There's a recent author who I admire who writes about the life lessons learned from cancer, and I am sure that is very true, but let's not forget that cancer is a TERRIBLE disease to experience. I think it's important to acknowledge that, and believe it or not, some people do not allow themselves to.

Julia said...

I resent the shit out of the positive outlook people. Because I think they are people to whom nothing truly terrible has ever happened.

I was listening to NPR somewhat recently, after the Kennedy diagnosis, and they had Elizabeth Edwards on. One of the callers went on about how she is sure she is alive because of the positive outlook despite her own diagnosis. And EE was so calm and dignified in saying that she is happy for the caller, but that cancer is a terrible disease that is, sometimes, a lot stronger than the strongest person, and that it is terrible to even imply that someone is dead because they or their family wasn't positive enough. I wanted to reach through the radio and kiss the woman.

That said, I think there definitely is a connection on a less global level. Exercising can release chemicals that make us feel better, for example, and feeling calm mentally can make it easier to get things done and leave time for oneself.

Anonymous said...

I've had the bad nights, and I've got to tell you, a single, normal dose of Benadryl has gotten ColicBoy back to sleep on nights when I thought the hell would never end.

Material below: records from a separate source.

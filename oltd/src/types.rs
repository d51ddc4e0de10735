// This Source Code Form is subject to the terms of the Mozilla Public
// License, v. 2.0. If a copy of the MPL was not distributed with this
// file, You can obtain one at https://mozilla.org/MPL/2.0/

//! General types used throughout `oltd`.

use std::convert;

pub type OltdResult<T> = Result<T, OltdError>;

#[derive(Debug, thiserror::Error)]
pub enum OltdError {
    #[error("I/O error: {0:?}")]
    Io(#[from] std::io::Error),
    #[error("transport error: {0}")]
    Transport(String),
    #[error("frame error: {0}")]
    Frame(#[from] l2oam::FrameError),
    #[error("no response from {device} for {step}")]
    Timeout { device: String, step: &'static str },
    #[error("{step} rejected with result code {code:#04x}")]
    ProtocolReject { step: &'static str, code: u8 },
    #[error("precondition unmet: {0}")]
    PreconditionUnmet(String),
    #[error("no such device: {0}")]
    NoSuchDevice(String),
    #[error("Error: {0}")]
    Other(String),
}

impl convert::From<pcap::Error> for OltdError {
    fn from(err: pcap::Error) -> Self {
        OltdError::Transport(err.to_string())
    }
}

impl convert::From<serde_json::Error> for OltdError {
    fn from(err: serde_json::Error) -> Self {
        OltdError::Other(format!("JSON error: {err}"))
    }
}

impl convert::From<String> for OltdError {
    fn from(err: String) -> Self {
        OltdError::Other(err)
    }
}

impl convert::From<&str> for OltdError {
    fn from(err: &str) -> Self {
        OltdError::Other(err.to_string())
    }
}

I'm not talking overdose, btw. One normal dose.

Keen said...

So, so sorry about the horrible night's sleep for everyone. And about the screaming and jumping around like a freak. I hope by now things are better.

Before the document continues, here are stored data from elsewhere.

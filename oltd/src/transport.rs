// This Source Code Form is subject to the terms of the Mozilla Public
// License, v. 2.0. If a copy of the MPL was not distributed with this
// file, You can obtain one at https://mozilla.org/MPL/2.0/

//! The single raw-Ethernet attachment to the access network.  One capture
//! handle feeds inbound frames to the dispatcher from a dedicated thread;
//! a second handle drains an mpsc channel of outbound frames, so senders
//! never contend for the socket itself.

use std::thread;

use slog::debug;
use slog::error;
use slog::info;
use tokio::sync::mpsc;

use l2oam::eth::EthFrame;

use crate::types::OltdError;
use crate::types::OltdResult;

/// Everything the OS-level filter lets through: slow-protocol OAM, EAPOL,
/// and both tag TPIDs.
const BPF_FILTER: &str = "ether proto 0xa8c8 or ether proto 0x888e \
                          or ether proto 0x8100 or ether proto 0x88a8";

const SNAPLEN: i32 = 1500;
const PCAP_TIMEOUT_MS: i32 = 1000;

/// A clone-able handle for queueing a frame for emission.  Sending never
/// blocks the caller.
#[derive(Clone)]
pub struct TxHandle {
    tx: mpsc::UnboundedSender<Vec<u8>>,
}

impl TxHandle {
    pub fn send(&self, frame: Vec<u8>) -> OltdResult<()> {
        self.tx
            .send(frame)
            .map_err(|_| OltdError::Transport("transmitter gone".to_string()))
    }
}

/// A transmit handle paired with its drain side, for wiring up a transport
/// (or a test double).
pub fn channel() -> (TxHandle, mpsc::UnboundedReceiver<Vec<u8>>) {
    let (tx, rx) = mpsc::unbounded_channel();
    (TxHandle { tx }, rx)
}

fn open_capture(
    interface: &str,
) -> OltdResult<pcap::Capture<pcap::Active>> {
    let device = pcap::Device::from(interface);
    let cap = pcap::Capture::from_device(device)?
        .promisc(true)
        .snaplen(SNAPLEN)
        .timeout(PCAP_TIMEOUT_MS)
        .immediate_mode(true)
        .open()?;
    Ok(cap)
}

/// Open the interface and start the receive and transmit workers.  Failure
/// to open is fatal; per-frame failures later are logged and dropped.
pub fn start(
    log: &slog::Logger,
    interface: &str,
    strip_stag: bool,
    frames_out: mpsc::Sender<EthFrame>,
) -> OltdResult<TxHandle> {
    let mut rx_cap = open_capture(interface)?;
    rx_cap.filter(BPF_FILTER, true)?;
    let mut tx_cap = open_capture(interface)?;

    info!(log, "transport open"; "interface" => interface);

    let rx_log = log.new(slog::o!("unit" => "transport_rx"));
    thread::spawn(move || {
        loop {
            let data = match rx_cap.next_packet() {
                Ok(pkt) => pkt.data.to_vec(),
                Err(pcap::Error::TimeoutExpired) => continue,
                Err(e) => {
                    error!(rx_log, "capture died: {e}");
                    return;
                }
            };
            let frame = match EthFrame::parse(&data) {
                Ok(f) => f,
                Err(e) => {
                    debug!(rx_log, "skipping undecodable frame: {e}");
                    continue;
                }
            };
            let frame = if strip_stag {
                match frame.strip_stag() {
                    Ok(f) => f,
                    Err(e) => {
                        debug!(rx_log, "skipping bad s-tag: {e}");
                        continue;
                    }
                }
            } else {
                frame
            };
            if frames_out.blocking_send(frame).is_err() {
                debug!(rx_log, "dispatcher gone, receive thread exiting");
                return;
            }
        }
    });

    let (handle, mut out_rx) = channel();
    let tx_log = log.new(slog::o!("unit" => "transport_tx"));
    thread::spawn(move || {
        while let Some(frame) = out_rx.blocking_recv() {
            if let Err(e) = tx_cap.sendpacket(&frame[..]) {
                error!(tx_log, "failed to send frame: {e}");
            }
        }
        debug!(tx_log, "transmit thread exiting");
    });

    Ok(handle)
}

As for the body/mind thing, I resent the implication that if you just have a positive attitude, things will be OK. I thought of that a lot during John's illness, because I was so awed by your positive outlook.

Anonymous said...

Recuperating from a broken relationship is one thing that takes a toll on most of the people. One very classic aftermath of a broken heart and a depressed mind especially for the boys is to seek solace in the company of alcohol. A broken heart, a depressed mind, and alcohol soaked physic usually go well, but in case you are going for anti depressants like xanax you better watch out! Antidepressants and alcohol do not gel well!

Anonymous said...

Um, just a thought here, but if your kids are crying for you in the middle of the night, why not just let them crawl into bed with you? It will make them feel happy and safe. They will stop crying and go to sleep, feeling happy, safe and secure. You can go back to sleep too. No lights, no leaping around. No frustration. Everybody wins.